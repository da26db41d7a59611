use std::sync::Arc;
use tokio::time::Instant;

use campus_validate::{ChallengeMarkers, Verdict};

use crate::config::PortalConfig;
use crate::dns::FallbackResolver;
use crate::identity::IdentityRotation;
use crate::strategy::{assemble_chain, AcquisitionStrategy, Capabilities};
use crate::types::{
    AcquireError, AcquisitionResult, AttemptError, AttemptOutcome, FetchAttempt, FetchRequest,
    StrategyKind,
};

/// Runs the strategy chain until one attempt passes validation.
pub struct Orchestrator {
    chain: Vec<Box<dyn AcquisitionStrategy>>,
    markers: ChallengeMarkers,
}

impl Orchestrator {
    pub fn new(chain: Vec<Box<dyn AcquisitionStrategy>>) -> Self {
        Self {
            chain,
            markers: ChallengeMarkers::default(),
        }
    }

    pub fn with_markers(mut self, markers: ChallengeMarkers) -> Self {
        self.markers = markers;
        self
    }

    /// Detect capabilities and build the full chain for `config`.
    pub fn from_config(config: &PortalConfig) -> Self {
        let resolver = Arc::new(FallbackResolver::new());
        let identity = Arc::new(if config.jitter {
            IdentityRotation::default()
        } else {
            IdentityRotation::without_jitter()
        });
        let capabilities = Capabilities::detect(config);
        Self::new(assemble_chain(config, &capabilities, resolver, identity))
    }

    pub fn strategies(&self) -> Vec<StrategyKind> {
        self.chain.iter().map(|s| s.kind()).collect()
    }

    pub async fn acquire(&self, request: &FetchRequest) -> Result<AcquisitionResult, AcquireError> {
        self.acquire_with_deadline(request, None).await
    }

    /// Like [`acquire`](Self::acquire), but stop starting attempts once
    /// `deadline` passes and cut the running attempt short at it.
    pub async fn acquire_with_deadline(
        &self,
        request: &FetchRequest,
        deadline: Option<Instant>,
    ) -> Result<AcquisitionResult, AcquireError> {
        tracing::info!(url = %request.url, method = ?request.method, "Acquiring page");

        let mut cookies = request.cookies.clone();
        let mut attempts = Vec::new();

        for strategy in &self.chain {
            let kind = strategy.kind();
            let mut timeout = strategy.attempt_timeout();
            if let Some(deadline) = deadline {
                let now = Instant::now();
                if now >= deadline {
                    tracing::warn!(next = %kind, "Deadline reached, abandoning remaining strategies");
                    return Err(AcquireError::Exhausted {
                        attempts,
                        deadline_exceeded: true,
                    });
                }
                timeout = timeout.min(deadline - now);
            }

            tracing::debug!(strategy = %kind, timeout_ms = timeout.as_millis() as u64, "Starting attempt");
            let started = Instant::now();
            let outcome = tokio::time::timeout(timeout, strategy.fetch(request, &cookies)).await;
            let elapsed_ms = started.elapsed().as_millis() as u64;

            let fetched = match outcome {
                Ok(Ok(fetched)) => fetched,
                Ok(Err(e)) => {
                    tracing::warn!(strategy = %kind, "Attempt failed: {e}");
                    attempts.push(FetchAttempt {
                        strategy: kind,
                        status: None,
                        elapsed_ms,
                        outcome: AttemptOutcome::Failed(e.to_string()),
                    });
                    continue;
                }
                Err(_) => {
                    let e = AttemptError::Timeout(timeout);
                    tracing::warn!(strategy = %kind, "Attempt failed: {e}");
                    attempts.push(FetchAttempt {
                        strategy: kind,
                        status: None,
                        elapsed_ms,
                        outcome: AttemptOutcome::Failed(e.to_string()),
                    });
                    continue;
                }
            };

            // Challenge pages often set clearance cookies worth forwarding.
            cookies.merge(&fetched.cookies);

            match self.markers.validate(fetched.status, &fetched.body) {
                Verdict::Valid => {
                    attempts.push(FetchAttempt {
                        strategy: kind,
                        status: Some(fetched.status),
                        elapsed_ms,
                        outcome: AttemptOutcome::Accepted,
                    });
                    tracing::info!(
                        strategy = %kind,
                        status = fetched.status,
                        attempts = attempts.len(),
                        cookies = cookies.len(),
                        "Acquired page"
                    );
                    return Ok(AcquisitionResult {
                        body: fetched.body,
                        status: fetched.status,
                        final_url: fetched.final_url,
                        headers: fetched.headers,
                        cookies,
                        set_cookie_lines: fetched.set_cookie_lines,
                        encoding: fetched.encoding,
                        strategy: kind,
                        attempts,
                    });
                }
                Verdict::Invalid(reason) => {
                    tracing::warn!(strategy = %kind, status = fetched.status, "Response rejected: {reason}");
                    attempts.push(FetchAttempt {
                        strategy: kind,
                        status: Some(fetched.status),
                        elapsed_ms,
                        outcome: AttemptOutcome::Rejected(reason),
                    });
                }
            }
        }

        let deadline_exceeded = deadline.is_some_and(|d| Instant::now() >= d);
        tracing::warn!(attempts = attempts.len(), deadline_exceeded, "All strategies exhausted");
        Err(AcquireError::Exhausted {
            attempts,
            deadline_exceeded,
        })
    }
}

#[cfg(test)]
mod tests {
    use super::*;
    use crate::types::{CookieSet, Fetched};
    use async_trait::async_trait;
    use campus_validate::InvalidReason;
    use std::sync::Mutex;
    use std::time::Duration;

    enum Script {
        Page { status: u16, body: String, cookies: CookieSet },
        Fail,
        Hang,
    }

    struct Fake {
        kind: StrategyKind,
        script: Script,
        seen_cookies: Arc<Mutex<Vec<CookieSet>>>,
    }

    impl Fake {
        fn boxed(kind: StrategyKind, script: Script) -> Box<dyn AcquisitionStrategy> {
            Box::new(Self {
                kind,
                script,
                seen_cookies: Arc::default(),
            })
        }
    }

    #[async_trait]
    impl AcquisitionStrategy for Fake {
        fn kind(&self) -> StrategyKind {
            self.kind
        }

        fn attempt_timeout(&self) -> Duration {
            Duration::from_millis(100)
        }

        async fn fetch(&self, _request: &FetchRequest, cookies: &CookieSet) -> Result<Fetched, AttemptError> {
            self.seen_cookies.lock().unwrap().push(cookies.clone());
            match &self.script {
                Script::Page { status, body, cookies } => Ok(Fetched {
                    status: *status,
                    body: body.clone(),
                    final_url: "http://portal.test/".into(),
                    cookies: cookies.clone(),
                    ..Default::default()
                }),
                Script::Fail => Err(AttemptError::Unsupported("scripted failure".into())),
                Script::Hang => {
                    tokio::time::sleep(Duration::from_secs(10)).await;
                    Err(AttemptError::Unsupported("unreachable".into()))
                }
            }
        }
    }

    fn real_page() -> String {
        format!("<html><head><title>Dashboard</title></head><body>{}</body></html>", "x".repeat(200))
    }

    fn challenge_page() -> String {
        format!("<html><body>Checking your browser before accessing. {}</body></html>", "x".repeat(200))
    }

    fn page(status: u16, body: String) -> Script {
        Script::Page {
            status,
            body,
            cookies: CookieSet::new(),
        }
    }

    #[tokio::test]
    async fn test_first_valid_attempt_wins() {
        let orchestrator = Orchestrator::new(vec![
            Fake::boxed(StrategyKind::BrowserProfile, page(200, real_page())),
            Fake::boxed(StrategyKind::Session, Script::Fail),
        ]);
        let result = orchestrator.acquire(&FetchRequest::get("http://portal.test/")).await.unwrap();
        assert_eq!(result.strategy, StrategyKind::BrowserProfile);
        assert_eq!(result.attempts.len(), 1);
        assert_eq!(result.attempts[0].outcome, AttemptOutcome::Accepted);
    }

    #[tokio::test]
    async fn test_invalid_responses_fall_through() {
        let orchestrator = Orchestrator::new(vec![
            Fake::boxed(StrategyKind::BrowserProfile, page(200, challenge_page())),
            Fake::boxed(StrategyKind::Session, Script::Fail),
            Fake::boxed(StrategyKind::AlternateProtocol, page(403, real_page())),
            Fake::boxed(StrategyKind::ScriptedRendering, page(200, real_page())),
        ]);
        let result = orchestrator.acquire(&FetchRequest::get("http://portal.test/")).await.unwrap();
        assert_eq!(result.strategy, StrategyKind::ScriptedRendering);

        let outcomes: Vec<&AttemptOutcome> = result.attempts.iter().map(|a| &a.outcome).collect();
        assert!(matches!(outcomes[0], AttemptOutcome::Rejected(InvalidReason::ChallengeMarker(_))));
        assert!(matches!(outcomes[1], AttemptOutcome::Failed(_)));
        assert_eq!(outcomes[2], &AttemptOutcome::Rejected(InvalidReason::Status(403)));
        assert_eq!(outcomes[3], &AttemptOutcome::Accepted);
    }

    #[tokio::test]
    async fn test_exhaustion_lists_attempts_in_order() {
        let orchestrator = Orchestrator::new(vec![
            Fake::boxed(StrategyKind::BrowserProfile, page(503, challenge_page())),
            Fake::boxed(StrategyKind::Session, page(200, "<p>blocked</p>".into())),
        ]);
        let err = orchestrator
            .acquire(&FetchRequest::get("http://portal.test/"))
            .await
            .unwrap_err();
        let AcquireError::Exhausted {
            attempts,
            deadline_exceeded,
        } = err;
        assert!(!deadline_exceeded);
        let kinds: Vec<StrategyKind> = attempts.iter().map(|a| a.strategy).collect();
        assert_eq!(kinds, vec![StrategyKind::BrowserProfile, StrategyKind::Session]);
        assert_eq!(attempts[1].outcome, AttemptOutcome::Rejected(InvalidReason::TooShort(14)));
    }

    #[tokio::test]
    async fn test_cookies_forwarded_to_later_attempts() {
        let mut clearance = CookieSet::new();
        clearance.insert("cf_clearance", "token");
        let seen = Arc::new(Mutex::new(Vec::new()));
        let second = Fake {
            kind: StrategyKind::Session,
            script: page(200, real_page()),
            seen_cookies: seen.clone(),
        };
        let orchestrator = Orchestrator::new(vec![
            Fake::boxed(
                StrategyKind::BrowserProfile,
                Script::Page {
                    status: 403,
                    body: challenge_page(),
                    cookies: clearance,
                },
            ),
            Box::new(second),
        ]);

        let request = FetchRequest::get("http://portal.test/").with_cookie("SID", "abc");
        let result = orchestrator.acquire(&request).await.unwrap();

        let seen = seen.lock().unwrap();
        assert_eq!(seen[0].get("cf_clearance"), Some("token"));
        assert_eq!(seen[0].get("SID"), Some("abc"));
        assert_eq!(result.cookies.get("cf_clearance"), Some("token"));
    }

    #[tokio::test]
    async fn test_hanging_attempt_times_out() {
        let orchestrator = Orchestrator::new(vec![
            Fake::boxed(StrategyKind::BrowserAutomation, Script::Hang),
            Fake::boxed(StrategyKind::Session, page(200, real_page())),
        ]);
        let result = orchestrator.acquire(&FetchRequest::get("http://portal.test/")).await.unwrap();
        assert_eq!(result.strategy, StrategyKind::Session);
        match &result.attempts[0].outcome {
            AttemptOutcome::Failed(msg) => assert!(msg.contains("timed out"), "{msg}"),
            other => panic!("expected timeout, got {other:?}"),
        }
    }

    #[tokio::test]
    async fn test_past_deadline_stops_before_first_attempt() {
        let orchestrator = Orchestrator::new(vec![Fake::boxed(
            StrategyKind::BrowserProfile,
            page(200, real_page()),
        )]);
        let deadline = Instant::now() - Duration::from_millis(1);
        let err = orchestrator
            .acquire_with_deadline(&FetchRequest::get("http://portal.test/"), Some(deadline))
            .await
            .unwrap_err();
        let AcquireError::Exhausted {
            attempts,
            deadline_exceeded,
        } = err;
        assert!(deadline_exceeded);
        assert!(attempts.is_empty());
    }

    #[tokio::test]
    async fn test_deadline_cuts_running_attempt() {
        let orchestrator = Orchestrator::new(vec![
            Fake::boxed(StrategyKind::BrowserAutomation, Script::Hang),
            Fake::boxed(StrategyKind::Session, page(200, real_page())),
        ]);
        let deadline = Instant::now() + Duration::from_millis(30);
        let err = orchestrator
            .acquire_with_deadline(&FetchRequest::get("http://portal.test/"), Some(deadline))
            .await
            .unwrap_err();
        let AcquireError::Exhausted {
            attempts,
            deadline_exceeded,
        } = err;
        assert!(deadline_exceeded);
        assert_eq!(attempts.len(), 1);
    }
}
===
Task to carry out
Retype the records above from the very first line down to the line with "attempt passes validation.", keeping both of those lines. Include nothing beyond them.

Solution below
repository da26db41d7a59611
use std::sync::Arc;
use tokio::time::Instant;

use campus_validate::{ChallengeMarkers, Verdict};

use crate::config::PortalConfig;
use crate::dns::FallbackResolver;
use crate::identity::IdentityRotation;
use crate::strategy::{assemble_chain, AcquisitionStrategy, Capabilities};
use crate::types::{
    AcquireError, AcquisitionResult, AttemptError, AttemptOutcome, FetchAttempt, FetchRequest,
    StrategyKind,
};

/// Runs the strategy chain until one attempt passes validation.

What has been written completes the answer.